Stored data:
↓

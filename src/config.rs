//! Configuration Module
//!
//! Handles loading the store connection and server settings from environment variables.

use std::env;
use std::str::FromStr;

use redis::{ConnectionAddr, ConnectionInfo, RedisConnectionInfo};

/// Which key-value store backs the cache and the check-in tracker.
#[derive(Debug, Clone, Copy, PartialEq, Eq)]
pub enum StoreBackend {
    /// Remote Redis server
    Redis,
    /// In-process store, lost on restart
    Memory,
}

impl FromStr for StoreBackend {
    type Err = String;

    fn from_str(s: &str) -> Result<Self, Self::Err> {
        match s.trim().to_ascii_lowercase().as_str() {
            "redis" => Ok(StoreBackend::Redis),
            "memory" => Ok(StoreBackend::Memory),
            other => Err(format!("unknown store backend: {}", other)),
        }
    }
}

/// Process configuration.
///
/// All values can be configured via environment variables with sensible defaults.
#[derive(Debug, Clone)]
pub struct Config {
    /// Redis host name or address
    pub redis_host: String,
    /// Redis port
    pub redis_port: u16,
    /// Redis logical database index
    pub redis_db: i64,
    /// Redis password, None when the server has no auth
    pub redis_password: Option<String>,
    /// Default TTL in seconds for cache writes, 0 = no expiration
    pub default_ttl: u64,
    /// Key prefix for the daily check-in bitmaps
    pub check_in_prefix: String,
    /// HTTP server port
    pub server_port: u16,
    /// Memory backend cleanup interval in seconds
    pub cleanup_interval: u64,
    /// Store backend selection
    pub backend: StoreBackend,
}

impl Config {
    /// Creates a new Config by loading values from environment variables.
    ///
    /// # Environment Variables
    /// - `REDIS_HOST` - Redis host (default: 127.0.0.1)
    /// - `REDIS_PORT` - Redis port (default: 6379)
    /// - `REDIS_DB` - Redis database index (default: 1)
    /// - `REDIS_PASSWORD` - Redis password (default: none)
    /// - `DEFAULT_TTL` - Default TTL in seconds, 0 disables expiry (default: 0)
    /// - `CHECK_IN_PREFIX` - Check-in bitmap key prefix (default: `_check_in_`)
    /// - `SERVER_PORT` - HTTP server port (default: 3000)
    /// - `CLEANUP_INTERVAL` - Memory backend cleanup frequency in seconds (default: 1)
    /// - `STORE_BACKEND` - `redis` or `memory` (default: redis)
    pub fn from_env() -> Self {
        let defaults = Self::default();
        Self {
            redis_host: env::var("REDIS_HOST").unwrap_or(defaults.redis_host),
            redis_port: parse_var("REDIS_PORT").unwrap_or(defaults.redis_port),
            redis_db: parse_var("REDIS_DB").unwrap_or(defaults.redis_db),
            redis_password: env::var("REDIS_PASSWORD")
                .ok()
                .filter(|p| !p.is_empty()),
            default_ttl: parse_var("DEFAULT_TTL").unwrap_or(defaults.default_ttl),
            check_in_prefix: env::var("CHECK_IN_PREFIX").unwrap_or(defaults.check_in_prefix),
            server_port: parse_var("SERVER_PORT").unwrap_or(defaults.server_port),
            cleanup_interval: parse_var("CLEANUP_INTERVAL").unwrap_or(defaults.cleanup_interval),
            backend: parse_var("STORE_BACKEND").unwrap_or(defaults.backend),
        }
    }

    /// Connection settings for `redis::Client::open`.
    ///
    /// Built field by field so passwords containing URL delimiters such as
    /// `/`, `#` or `@` reach the server unchanged.
    pub fn connection_info(&self) -> ConnectionInfo {
        ConnectionInfo {
            addr: ConnectionAddr::Tcp(self.redis_host.clone(), self.redis_port),
            redis: RedisConnectionInfo {
                db: self.redis_db,
                password: self.redis_password.clone(),
                ..RedisConnectionInfo::default()
            },
        }
    }
}

fn parse_var<T: FromStr>(name: &str) -> Option<T> {
    env::var(name).ok().and_then(|v| v.parse().ok())
}

impl Default for Config {
    fn default() -> Self {
        Self {
            redis_host: "127.0.0.1".to_string(),
            redis_port: 6379,
            redis_db: 1,
            redis_password: None,
            default_ttl: 0,
            check_in_prefix: crate::checkin::DEFAULT_PREFIX.to_string(),
            server_port: 3000,
            cleanup_interval: 1,
            backend: StoreBackend::Redis,
        }
    }
}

↑

Nothing in the entries may be left out; each line is to be output exactly.

filename src/config.rs
//! Configuration Module
//!
//! Handles loading the store connection and server settings from environment variables.

use std::env;
use std::str::FromStr;

use redis::{ConnectionAddr, ConnectionInfo, RedisConnectionInfo};

/// Which key-value store backs the cache and the check-in tracker.
#[derive(Debug, Clone, Copy, PartialEq, Eq)]
pub enum StoreBackend {
    /// Remote Redis server
    Redis,
    /// In-process store, lost on restart
    Memory,
}

impl FromStr for StoreBackend {
    type Err = String;

    fn from_str(s: &str) -> Result<Self, Self::Err> {
        match s.trim().to_ascii_lowercase().as_str() {
            "redis" => Ok(StoreBackend::Redis),
            "memory" => Ok(StoreBackend::Memory),
            other => Err(format!("unknown store backend: {}", other)),
        }
    }
}

/// Process configuration.
///
/// All values can be configured via environment variables with sensible defaults.
#[derive(Debug, Clone)]
pub struct Config {
    /// Redis host name or address
    pub redis_host: String,
    /// Redis port
    pub redis_port: u16,
    /// Redis logical database index
    pub redis_db: i64,
    /// Redis password, None when the server has no auth
    pub redis_password: Option<String>,
    /// Default TTL in seconds for cache writes, 0 = no expiration
    pub default_ttl: u64,
    /// Key prefix for the daily check-in bitmaps
    pub check_in_prefix: String,
    /// HTTP server port
    pub server_port: u16,
    /// Memory backend cleanup interval in seconds
    pub cleanup_interval: u64,
    /// Store backend selection
    pub backend: StoreBackend,
}

impl Config {
    /// Creates a new Config by loading values from environment variables.
    ///
    /// # Environment Variables
    /// - `REDIS_HOST` - Redis host (default: 127.0.0.1)
    /// - `REDIS_PORT` - Redis port (default: 6379)
    /// - `REDIS_DB` - Redis database index (default: 1)
    /// - `REDIS_PASSWORD` - Redis password (default: none)
    /// - `DEFAULT_TTL` - Default TTL in seconds, 0 disables expiry (default: 0)
    /// - `CHECK_IN_PREFIX` - Check-in bitmap key prefix (default: `_check_in_`)
    /// - `SERVER_PORT` - HTTP server port (default: 3000)
    /// - `CLEANUP_INTERVAL` - Memory backend cleanup frequency in seconds (default: 1)
    /// - `STORE_BACKEND` - `redis` or `memory` (default: redis)
    pub fn from_env() -> Self {
        let defaults = Self::default();
        Self {
            redis_host: env::var("REDIS_HOST").unwrap_or(defaults.redis_host),
            redis_port: parse_var("REDIS_PORT").unwrap_or(defaults.redis_port),
            redis_db: parse_var("REDIS_DB").unwrap_or(defaults.redis_db),
            redis_password: env::var("REDIS_PASSWORD")
                .ok()
                .filter(|p| !p.is_empty()),
            default_ttl: parse_var("DEFAULT_TTL").unwrap_or(defaults.default_ttl),
            check_in_prefix: env::var("CHECK_IN_PREFIX").unwrap_or(defaults.check_in_prefix),
            server_port: parse_var("SERVER_PORT").unwrap_or(defaults.server_port),
            cleanup_interval: parse_var("CLEANUP_INTERVAL").unwrap_or(defaults.cleanup_interval),
            backend: parse_var("STORE_BACKEND").unwrap_or(defaults.backend),
        }
    }

    /// Connection settings for `redis::Client::open`.
    ///
    /// Built field by field so passwords containing URL delimiters such as
    /// `/`, `#` or `@` reach the server unchanged.
    pub fn connection_info(&self) -> ConnectionInfo {
        ConnectionInfo {
            addr: ConnectionAddr::Tcp(self.redis_host.clone(), self.redis_port),
            redis: RedisConnectionInfo {
                db: self.redis_db,
                password: self.redis_password.clone(),
                ..RedisConnectionInfo::default()
            },
        }
    }
}

fn parse_var<T: FromStr>(name: &str) -> Option<T> {
    env::var(name).ok().and_then(|v| v.parse().ok())
}

impl Default for Config {
    fn default() -> Self {
        Self {
            redis_host: "127.0.0.1".to_string(),
            redis_port: 6379,
            redis_db: 1,
            redis_password: None,
            default_ttl: 0,
            check_in_prefix: crate::checkin::DEFAULT_PREFIX.to_string(),
            server_port: 3000,
            cleanup_interval: 1,
            backend: StoreBackend::Redis,
        }
    }
}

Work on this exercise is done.